I must admit I have retained the hard copies for now until I see how this cloud thingy develops and I get this old head around exactly how it all works and what I can do with it.
How do you mean? I have quite a bit of stuff on the cloud, mostly business stuff as I work between 5 or so PC's but the bulk of my data is on my home server. Such as ripped music, and dvds. I have a couple of Tb of stuff that ywould not even be feasible to store on the cloud.
It's just a stupid 'cool' buzz word everyone uses now for something that's been around for years in one way or another, many companies have offered similar services in the past without all this cloud nonsense
I guess it's an evolution of hosting really where in the past you'd rent an actual server.
Just think of it as instead of paying for a server, a disk, the OS, all the nuts and bolts of where you want to host your data/application, you just pay someone for the service to do so and they worry about all that stuff.
As with everything there's pros and cons to doing it.
Take that Megaupload site, effectively a cloud storage service, lots and lots of people now don't have access to 'their' data and depending on what happens they may never get it back.
It's just a stupid 'cool' buzz word everyone uses now for something that's been around for years in one way or another, many companies have offered similar services in the past without all this cloud nonsense![]()
No amount of insurance will get your data back if they lose your data, plus who else has access to it?
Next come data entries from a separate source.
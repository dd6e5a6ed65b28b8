pub mod application;
pub mod cli;
pub mod config;
pub mod domain;
pub mod infrastructure;
pub mod observability;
You obviously have never looked into or used this service.... if you had you would understand all about data encryption (either from the upload side or server side)... therefore you would have resisted the urge to throw in the red herring about some data security issue that does not exist ... unless your stupid enough not to use it for personal or industrial/commerce sensitive materials![]()
Cloud is failover clustering?!?!
If anyone is unsure of what cloud is, Amazon AWS are pretty much defining it![]()
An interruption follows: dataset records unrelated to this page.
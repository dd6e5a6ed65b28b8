use anyhow::{Context, Result};
use url::Url;

use super::{
    config_model::{DotEnvyConfig, TwinApi, Viewer},
    stage::Stage,
};

pub fn load() -> Result<DotEnvyConfig> {
    dotenvy::dotenv().ok();

    let base_url_raw =
        std::env::var("TWIN_API_BASE_URL").context("TWIN_API_BASE_URL is not set")?;

    let api = TwinApi {
        base_url: parse_base_url(&base_url_raw)?,
        timeout: optional_env("API_TIMEOUT_SECS")
            .map(|raw| raw.parse::<u64>())
            .transpose()
            .context("API_TIMEOUT_SECS is invalid")?,
    };

    let viewer = Viewer {
        access_token: optional_env("CESIUM_ION_TOKEN"),
        asset_id: optional_env("CESIUM_ASSET_ID"),
    };

    Ok(DotEnvyConfig {
        api,
        viewer,
        stage: get_stage(),
    })
}

pub fn get_stage() -> Stage {
    dotenvy::dotenv().ok();

    let stage_str = std::env::var("STAGE").unwrap_or("".to_string());
    Stage::try_from(&stage_str).unwrap_or_default()
}

/// Parses the API base URL and forces a trailing slash so that
/// `Url::join` keeps any path prefix the server is mounted under.
pub fn parse_base_url(raw: &str) -> Result<Url> {
    let trimmed = raw.trim();
    let with_slash = if trimmed.ends_with('/') {
        trimmed.to_string()
    } else {
        format!("{}/", trimmed)
    };

    let url = Url::parse(&with_slash)
        .with_context(|| format!("TWIN_API_BASE_URL is invalid: {}", trimmed))?;

    match url.scheme() {
        "http" | "https" => Ok(url),
        other => anyhow::bail!("TWIN_API_BASE_URL must be http or https, got {}", other),
    }
}

fn optional_env(key: &str) -> Option<String> {
    std::env::var(key)
        .ok()
        .map(|value| value.trim().to_string())
        .filter(|value| !value.is_empty())
}
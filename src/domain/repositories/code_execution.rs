use anyhow::Result;
use async_trait::async_trait;
use mockall::automock;

use crate::domain::value_objects::executions::{ExecuteRequest, ExecuteResponse};

#[automock]
#[async_trait]
pub trait CodeExecutionClient {
    async fn execute(&self, request: ExecuteRequest) -> Result<ExecuteResponse>;
}
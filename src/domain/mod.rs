pub mod repositories;
pub mod value_objects;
Can't wait until this stupid "buzz" word dies off.
It's failover clustering, end of. And has been around in one form or another for at least a decade.
AWS might be defining Infrastructure as a Service but that's not the only kind of cloud. Amazon S3, Dropbox and LiveDrive are all examples of Storage as a Service - as is iCloud really.
MS Azure is Platform as a Service and GoogleAps, Office365 and Salesforce.com are all examples of Software as a Service. Microsoft would love everyone to move to a SaaS model as they would then get monthly rental rather than one off purchases so they keep getting revenue even if you don't upgrade.
From a technology standpoint, IaaS is just virtualisation with a self-service front end.
Can't wait until this stupid "buzz" word dies off.
From a technology standpoint, IaaS is just virtualisation with a self-service front end.